I've got a table in a sql server db that's linked to access. i'm trying to run a query where one of the criteria is date related. I've checked to verify that the field is date/time datatype. and the data is in the format of 2/28/2006 8:51:43 AM
In the criteria box, if I type in <#3/2/2006# Or >#3/4/2006# it seems to work and filters the data. Also, this works too: > #3/10/2006# It returns the correct records.
However, if I use #3/6/2006# (or with an = sign) it returns zero rows and I know there is data on that date since it was returned on the other query.
The main problem is with the date() function. It doesn't work at all. Date(), date()-2 between date() and date()-14 all return zero rows.
Just to let you know, this is the same table I have another thread open about data showing up incorrectly. When I run the query, the data that shows up is completly wrong. I have to export it into an excel file and then open it to read the correct data.
Since I posted this a few hours ago, i've been searching and reading anything that might help.
I formated the date time field with this. Start: Format([start date],"dddd"", ""mmm d yyyy") It returned the dates formated the correct way. I then added date() into the criteria box. zero returned.
Just for the heck of it, I removed the date() function and set the sort order of the start date to ascending and ran it again.
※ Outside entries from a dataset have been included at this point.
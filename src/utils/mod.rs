pub mod archive;
pub mod cleanup;
pub mod command;
pub mod cron;
pub mod dates;
pub mod locker;
pub mod scanner;
pub mod storage;

// Trait-based abstractions for testability
pub mod executor;

// Re-export commonly used types and traits (used by test crate)
pub use executor::{CommandExecutor, RealExecutor};
pub use storage::{ObjectStore, S3Store};
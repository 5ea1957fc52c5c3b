//! Unit tests for archive strategies driven through a job configuration

use bucket_backup::config::{ArchiveNaming, JobConfig, KeyLayout};
use bucket_backup::strategies::{strategy_for, ArchiveContext};
use test_utils::{fixed_now, ConfigBuilder, MockExecutor, MockResponse, OptionAssertions};

#[test]
fn test_directory_job_tar_invocation() {
    let (config, temp) = ConfigBuilder::new()
        .with_default_excludes(&["*.tmp"])
        .add_directory_job("n8n")
        .persist();
    let executor = MockExecutor::new();
    let backup_dir = temp.path().join("work");

    let strategy = strategy_for(&config.jobs["n8n"], &config).unwrap();
    let archive = strategy
        .create_archive(&ArchiveContext {
            backup_dir: &backup_dir,
            now: fixed_now(),
            timeout: None,
            executor: &executor,
        })
        .assert_some();

    assert_eq!(archive, backup_dir.join("n8n_data_backup_20240108_013000.tar.gz"));

    let calls = executor.calls_to("tar");
    assert_eq!(calls.len(), 1);
    let args = &calls[0].args;
    assert_eq!(args[0], "czf");
    assert_eq!(args[1], archive.display().to_string());
    assert_eq!(args[2], "--exclude=*.tmp");

    let c = args.iter().position(|a| a == "-C").unwrap();
    assert_eq!(args[c + 1], temp.path().join("data").display().to_string());
    assert_eq!(args[c + 2], "n8n_data");
}

#[test]
fn test_prior_day_naming_with_dated_keys() {
    let builder = ConfigBuilder::new().add_directory_job("grafana");
    let (mut config, temp) = builder.persist();
    if let Some(JobConfig::Directory(job)) = config.jobs.get_mut("grafana") {
        job.naming = ArchiveNaming::PriorDay;
        job.key_layout = KeyLayout::Dated;
    }

    let executor = MockExecutor::new();
    let backup_dir = temp.path().join("work");
    let strategy = strategy_for(&config.jobs["grafana"], &config).unwrap();

    let archive = strategy
        .create_archive(&ArchiveContext {
            backup_dir: &backup_dir,
            now: fixed_now(),
            timeout: None,
            executor: &executor,
        })
        .assert_some();

    assert_eq!(
        archive.file_name().unwrap().to_string_lossy(),
        "grafana_data-backup-2024-Jan-07.tar.gz"
    );
    assert_eq!(
        strategy.object_key("grafana_backups/", &archive, fixed_now()),
        "grafana_backups/grafana_data/2024/Jan/07/grafana_data-backup-2024-Jan-07.tar.gz"
    );
}

#[test]
fn test_missing_source_produces_nothing() {
    let (config, temp) = ConfigBuilder::new()
        .add_directory_job_for("gone", std::path::Path::new("/nonexistent/gone_data"))
        .persist();
    let executor = MockExecutor::new();
    let backup_dir = temp.path().join("work");

    let strategy = strategy_for(&config.jobs["gone"], &config).unwrap();
    strategy
        .create_archive(&ArchiveContext {
            backup_dir: &backup_dir,
            now: fixed_now(),
            timeout: None,
            executor: &executor,
        })
        .assert_none();

    assert!(!executor.was_called("tar"));
}

#[test]
fn test_mongo_job_uses_password_file_and_skips_databases() {
    let (config, temp) = ConfigBuilder::new().add_mongo_job("mongo").persist();
    let executor = MockExecutor::new()
        .expect("mongosh", MockResponse::stdout("admin\nconfig\nlocal\nn8n\n"));
    let backup_dir = temp.path().join("work");

    let strategy = strategy_for(&config.jobs["mongo"], &config).unwrap();
    let archive = strategy
        .create_archive(&ArchiveContext {
            backup_dir: &backup_dir,
            now: fixed_now(),
            timeout: None,
            executor: &executor,
        })
        .assert_some();

    assert_eq!(archive, backup_dir.join("mongo_dump_20240108_013000.tar.gz"));

    let listing = &executor.calls_to("mongosh")[0];
    assert!(listing.has_arg("mongo-secret"));
    assert!(listing.has_arg("27017"));

    let dumped: Vec<String> = executor
        .calls_to("mongodump")
        .iter()
        .filter_map(|c| {
            let i = c.args.iter().position(|a| a == "--db")?;
            c.args.get(i + 1).cloned()
        })
        .collect();
    assert_eq!(dumped, vec!["admin".to_string(), "n8n".to_string()]);
}

#[test]
fn test_mongo_job_with_unreadable_password_file_fails_to_prepare() {
    let builder = ConfigBuilder::new().add_mongo_job("mongo");
    let password_file = builder.password_file("mongo");
    let (config, _temp) = builder.persist();
    std::fs::remove_file(password_file).unwrap();

    assert!(strategy_for(&config.jobs["mongo"], &config).is_err());
}
//! Tests for the run lock that keeps two runs from overlapping

use bucket_backup::utils::locker;
use bucket_backup::{BackupManager, RunOptions};
use serial_test::serial;
use std::sync::Arc;
use test_utils::{fixed_now, ConfigBuilder, MockExecutor, MockObjectStore};

#[test]
fn test_run_refused_while_lock_held() {
    let (config, temp) = ConfigBuilder::minimal().persist();
    let lock = temp.path().join("run.lock");
    let store = MockObjectStore::new();

    let manager = BackupManager::new(config, Arc::new(MockExecutor::new()), Arc::new(store.clone()))
        .with_clock(fixed_now())
        .with_lock_path(&lock);

    let inner = locker::with_lock_file(&lock, || manager.run(&RunOptions::default())).unwrap();

    assert!(inner.is_err());
    assert_eq!(store.call_count(), 0);
}

#[test]
#[serial]
fn test_default_lock_reused_across_runs() {
    let path = locker::lock_path("run");

    for _ in 0..2 {
        let (config, _temp) = ConfigBuilder::minimal().persist();
        let manager = BackupManager::new(config, Arc::new(MockExecutor::new()), Arc::new(MockObjectStore::new()))
            .with_clock(fixed_now());

        // Consecutive runs both get the lock; the file stays for the next one
        assert!(manager.run(&RunOptions { skip_jobs: true, ..Default::default() }).is_ok());
        assert!(path.exists());
    }
}
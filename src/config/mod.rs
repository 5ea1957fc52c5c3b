//! Configuration module for bucket-backup
//!
//! This module handles loading and validating configuration from TOML files.
//!
//! ## Layout
//!
//! - `[global]` working directory, logging, command timeout, cron schedule
//! - `[storage]` target bucket and optional region/endpoint overrides
//! - `[log_sets.<name>]` log subdirectories whose prior-day files are uploaded
//! - `[jobs.<name>]` archive jobs, tagged by `type` (`directory` or `mongodb`)
//!
//! ## Example Usage
//!
//! ```no_run
//! use bucket_backup::config;
//!
//! let config = config::load_config("/etc/bucket-backup/config.toml")?;
//!
//! for (name, job) in &config.jobs {
//!     println!("Job: {} ({}) -> {}", name, job.kind(), job.prefix());
//! }
//! # Ok::<(), config::ConfigError>(())
//! ```

mod loader;
mod types;

pub use loader::{find_job, load_config, parse_config, ConfigError, Result};
pub use types::*;

/// Get the merged exclude patterns for a directory job
/// This combines global default_excludes with job-specific excludes
pub fn get_effective_excludes(job: &DirectoryJob, global: &GlobalConfig) -> Vec<String> {
    let mut excludes = global.default_excludes.clone();
    excludes.extend(job.excludes.iter().cloned());
    excludes
}

/// Expand tilde (~) in path
pub fn expand_tilde(path: &std::path::Path) -> std::path::PathBuf {
    if let Ok(stripped) = path.strip_prefix("~") {
        if let Some(home) = dirs::home_dir() {
            return home.join(stripped);
        }
    }
    path.to_path_buf()
}
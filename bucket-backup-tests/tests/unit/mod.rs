//! Unit tests for bucket-backup
//!
//! Config parsing, prior-day selection and archive strategies, without
//! external tools or network access.

mod config;
mod scanner;
mod strategies;
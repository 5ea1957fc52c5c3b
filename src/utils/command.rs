//! Utilities for running commands with proper error handling and timeouts

use anyhow::{Context, Result};
use std::path::Path;
use std::process::{Command, Output, Stdio};
use std::time::Duration;
use tracing::{debug, error};

/// Flags whose following argument is never written to logs
const SECRET_FLAGS: &[&str] = &["--password", "-p"];

/// Render a command line for logging, masking secret flag values
pub fn display_command(program: &str, args: &[&str]) -> String {
    let mut rendered = vec![program.to_string()];
    let mut mask_next = false;

    for arg in args {
        if mask_next {
            rendered.push("****".to_string());
            mask_next = false;
            continue;
        }
        mask_next = SECRET_FLAGS.contains(arg);
        rendered.push(arg.to_string());
    }

    rendered.join(" ")
}

/// Run a command with optional timeout
pub fn run_command(
    program: &str,
    args: &[&str],
    working_dir: Option<&Path>,
    timeout: Option<Duration>,
) -> Result<Output> {
    let mut cmd = Command::new(program);
    cmd.args(args);
    cmd.stdout(Stdio::piped());
    cmd.stderr(Stdio::piped());

    if let Some(dir) = working_dir {
        cmd.current_dir(dir);
    }

    let shown = display_command(program, args);
    debug!("Running command: {}", shown);

    let output = if let Some(timeout_duration) = timeout {
        let runtime = tokio::runtime::Builder::new_current_thread()
            .enable_all()
            .build()
            .context("Failed to build runtime for command timeout")?;

        runtime.block_on(async {
            let mut cmd = tokio::process::Command::from(cmd);
            cmd.kill_on_drop(true);
            let result = tokio::time::timeout(timeout_duration, cmd.output()).await;

            match result {
                Ok(output) => output.context(format!("Failed to execute {}", program)),
                Err(_) => Err(anyhow::anyhow!("Command timed out after {:?}", timeout_duration)),
            }
        })?
    } else {
        cmd.output()
            .context(format!("Failed to execute {}", program))?
    };

    if !output.status.success() {
        let stderr = String::from_utf8_lossy(&output.stderr);
        error!("Command failed: {}", shown);
        error!("Stderr: {}", stderr.trim());
        anyhow::bail!(
            "Command failed with exit code {:?}: {}",
            output.status.code(),
            stderr.trim()
        );
    }

    let stdout = String::from_utf8_lossy(&output.stdout);
    if !stdout.is_empty() {
        debug!("Command output: {}", stdout.trim());
    }

    Ok(output)
}

/// Run a command and return stdout as string
pub fn run_command_stdout(
    program: &str,
    args: &[&str],
    working_dir: Option<&Path>,
    timeout: Option<Duration>,
) -> Result<String> {
    let output = run_command(program, args, working_dir, timeout)?;
    Ok(String::from_utf8_lossy(&output.stdout).to_string())
}
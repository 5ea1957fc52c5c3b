//! tar invocation helpers

use super::executor::CommandExecutor;
use crate::config::ArchiveNaming;
use crate::utils::dates::{run_timestamp, PriorDay};
use anyhow::Result;
use chrono::NaiveDateTime;
use std::path::Path;
use std::time::Duration;

/// One `tar czf` invocation
#[derive(Debug, Clone)]
pub struct TarRequest<'a> {
    /// Output archive path
    pub archive: &'a Path,
    /// Directory tar changes into (`-C`)
    pub working_dir: &'a Path,
    /// Entry archived, relative to `working_dir`
    pub entry: &'a str,
    /// Glob patterns, one `--exclude=` flag each
    pub excludes: &'a [String],
    /// Pass `--ignore-failed-read`
    pub ignore_failed_read: bool,
}

/// Build the tar argument list
///
/// Exclude flags precede `-C` and the entry so that they apply to it.
pub fn tar_args(request: &TarRequest<'_>) -> Vec<String> {
    let mut args = vec!["czf".to_string(), request.archive.display().to_string()];

    for pattern in request.excludes {
        args.push(format!("--exclude={}", pattern));
    }

    args.push("-C".to_string());
    args.push(request.working_dir.display().to_string());
    args.push(request.entry.to_string());

    if request.ignore_failed_read {
        args.push("--ignore-failed-read".to_string());
    }
    args.push("--warning=no-file-changed".to_string());

    args
}

/// Run tar for `request`; a non-zero exit is returned as an error
pub fn create_tarball(
    executor: &dyn CommandExecutor,
    request: &TarRequest<'_>,
    timeout: Option<Duration>,
) -> Result<()> {
    let args = tar_args(request);
    let arg_refs: Vec<&str> = args.iter().map(|s| s.as_str()).collect();
    executor.run_command("tar", &arg_refs, None, timeout)?;
    Ok(())
}

/// Archive file name for a source named `source_name`
pub fn archive_file_name(source_name: &str, naming: ArchiveNaming, now: NaiveDateTime) -> String {
    match naming {
        ArchiveNaming::Timestamped => {
            format!("{}_backup_{}.tar.gz", source_name, run_timestamp(now))
        }
        ArchiveNaming::PriorDay => {
            format!("{}-backup-{}.tar.gz", source_name, PriorDay::before(now).dashed())
        }
    }
}
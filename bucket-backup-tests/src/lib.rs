//! Test utilities for bucket-backup
//!
//! Shared builders, fixtures and assertion helpers for the unit and command
//! test suites.
//!
//! # Quick Start
//!
//! ```rust,ignore
//! use test_utils::{ConfigBuilder, MockExecutor, MockObjectStore};
//!
//! #[test]
//! fn my_test() {
//!     let (config, temp_dir) = ConfigBuilder::new()
//!         .add_directory_job("n8n")
//!         .persist();
//!     // ... test code
//! }
//! ```

pub mod config_builder;
pub mod fixtures;
pub mod test_context;

// Re-export commonly used items
pub use config_builder::ConfigBuilder;
pub use fixtures::*;
pub use test_context::{OptionAssertions, ResultAssertions, TestContext};

// Re-export types from the main crate for convenience
pub use bucket_backup::config::{
    Config, DirectoryJob, GlobalConfig, JobConfig, LogSetConfig, MatchMode, MongoJob,
    NotificationConfig, StorageConfig,
};
pub use bucket_backup::utils::dates::PriorDay;

// Re-export mock implementations from the main crate
pub use bucket_backup::utils::executor::mock::{CommandCall, MockExecutor, MockResponse};
pub use bucket_backup::utils::executor::CommandExecutor;
pub use bucket_backup::utils::storage::mock::{MockObjectStore, PutCall};
pub use bucket_backup::utils::storage::ObjectStore;

/// Common test result type
pub type TestResult<T = ()> = anyhow::Result<T>;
It sorted in alphabetically by the day of the week. Is that correct? shouldnt it sort by the actual date, meaning earliest date first? Could this mean that somehow access is not recognizing it as a date/time datatype? and that's why the date() function is returning nothing?
But then, why would between #3/2/2006# and #3/10/2006 work and return the correct data?
I had a similar problem with date/time and I opened a support call with Microsoft, here is the responce:
Microsoft Access stores the Date/Time data type as a double-precision, floating-point number (up to 15 decimal places). The integer portion of the double-precision number represents the date; the decimal portion represents the time.
Valid date values range from -657,434 (January 1, 100 A.D.) to 2,958,465 (December 31, 9999 A.D.). A date value of 0 represents December 30, 1899. Microsoft Access stores dates before December 30, 1899 as negative numbers.
Valid time values range from .0 (00:00:00) to .99999 (23:59:59). The numeric value represents a fraction of one day. You can convert the numeric value into hours, minutes, and seconds by multiplying the numeric value by 24.
To view how Microsoft Access stores Date/Time values as numbers, we can use the Cdbl() function. Cdbl() is a Visual Basic function which can convert a date/time value to a double number.
Cdbl(#2/28/2003#) = 37680
Cdbl(#2/28/2003 3:53:45 PM#) = 37680.6623263889
As you can see the real value stored in the database for #2/28/2003# is less than from #2/28/2003 3:53:45 PM# and that's way we cannot see expected records in the query.
This article that I sent to you in my last email explains how Microsoft Access stores the Date/Time data type, and why you may receive unexpected results when you calculate or compare dates and times.
210276.KB.EN-US ACC2000: Storing, Calculating, and Comparing Date/Time Data
To make sure we try to compare the date part of the Order_Date Date/Time field, we can use the DateValue() function. The DateValue() function returns an integer number representing the date but not a fractional time value. For example:
DateValue(#2/28/2003 3:53:45 PM#) = 2/28/2003
So we can use this function in the query to create a calculated field as listed below:
Order Date: DateValue([Order_Date])
thanks much for the reply and the info. I finally figured out how to format the date field so that date() would work. I used Start: Format([start date],"m/d/yyyy") that formated it with the date only and then the date() function worked.
The info you gave me explained why it wasn't working before. It was the time fractions that were throwing it off. I'll keep that in mind in the future.